Puoi immaginare una collina, ma una collina immaginaria non è reale, non spande odore di trifoglio, nessun cagnaccio la discende rincorrendo un bambino fino a un cortile dove un padre si gratta davanti a una scacchiera piazzata sopra una vaschetta per gli uccelli. Puoi immaginare Ashtabula che dorme, ma non faresti giustizia alle facce comprese delle guardie davanti ai falò di sicurezza agli incroci. Ecco un ubriaco che urla consigli a un albero, ecco un fuoco acceso in un campo d’erba medica, ecco il fischio del treno che riecheggia da un muro con sopra scarabocchiato: Crepate Cazzoni che non siete altro. Verso Cleveland vedo una folla inseguire un maiale davanti a un Wal-Mart sventrato. Il maiale è sfinito e si ferma ansimante su un marciapiede. La folla sembra indecisa. Poi il più intraprendente si presenta come una spranga.
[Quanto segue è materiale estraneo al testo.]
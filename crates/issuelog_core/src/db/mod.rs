//! Database bootstrap for the issue store.
//!
//! # Responsibility
//! - Open session, writer and reader connections to the same file with the
//!   same pragmas.
//! - Bring the schema (issues, links, topics, changefeed triggers) to the
//!   latest version before a connection is handed out.
//!
//! # Invariants
//! - `PRAGMA user_version` holds the last applied migration.
//! - A file connection is only returned once WAL is active; without it
//!   topic readers and writers would block the session.

use std::error::Error;
use std::fmt::{Display, Formatter};

pub mod migrations;
mod open;

pub use open::{open_db, open_db_in_memory};

pub type DbResult<T> = Result<T, DbError>;

/// Failure while opening or bootstrapping a connection.
#[derive(Debug)]
pub enum DbError {
    Sqlite(rusqlite::Error),
    /// The file was written by a newer build.
    UnsupportedSchemaVersion { db_version: u32, latest_supported: u32 },
    /// SQLite kept a different journal mode than the one requested.
    JournalMode {
        requested: &'static str,
        actual: String,
    },
    /// A migration script failed; nothing from it was applied.
    Migration {
        version: u32,
        name: &'static str,
        source: rusqlite::Error,
    },
}

impl Display for DbError {
    fn fmt(&self, f: &mut Formatter<'_>) -> std::fmt::Result {
        match self {
            Self::Sqlite(err) => write!(f, "sqlite error: {err}"),
            Self::UnsupportedSchemaVersion {
                db_version,
                latest_supported,
            } => write!(
                f,
                "schema version {db_version} is unknown to this build (latest {latest_supported})"
            ),
            Self::JournalMode { requested, actual } => {
                write!(f, "journal mode `{requested}` rejected, database stays in `{actual}`")
            }
            Self::Migration {
                version,
                name,
                source,
            } => write!(f, "migration {version} ({name}) failed: {source}"),
        }
    }
}

impl Error for DbError {
    fn source(&self) -> Option<&(dyn Error + 'static)> {
        match self {
            Self::Sqlite(err) | Self::Migration { source: err, .. } => Some(err),
            Self::UnsupportedSchemaVersion { .. } | Self::JournalMode { .. } => None,
        }
    }
}

impl From<rusqlite::Error> for DbError {
    fn from(value: rusqlite::Error) -> Self {
        Self::Sqlite(value)
    }
}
Il maiale becca una botta in testa, poi ritrova energia e scappa di nuovo con la folla alle calcagna. Per fortuna a quel punto il treno svolta.

Qualche settimana fa avevo scritto per Doppiozero un articolo sui libri che avrei letto quest’estate, uno di questi era, appunto Bengodi e altri racconti di George Saunders, con un po’ di azzardo avevo anticipato che questi racconti mi sarebbero piaciuti e che il libro mi avrebbe seguito in vacanza perché lo scrittore americano scrive del cuore delle persone, in un modo o nell’altro, e scrivendo del cuore delle persone, del proprio centro, di quello che sta dietro a ogni stratificazione, raggiunge quello del lettore, non esattamente un gioco da ragazzi. Ho corso un rischio, ma non mi sono sbagliato. Qui sono raccolti alcuni tra i primi racconti di Saunders, si va alle origini e dalla nota dell’autore (bellissima) posta all’inizio scopriamo il come, il dove, il perché, sono stati concepiti, ribaltati e scritti. Se abbiamo amato Pastoralia e Dieci Dicembre, non possiamo non emozionarci nel trovare cosa li ha preceduti, quindi cosa li ha  in seguito generati. Saunders ci dice da dove è partito, da paragrafi scritti rubando le ore e la carta in ufficio, fotocopie fatte a scrocco, il tentativo di fare una strada, poi trovarla e cominciare a percorrerla.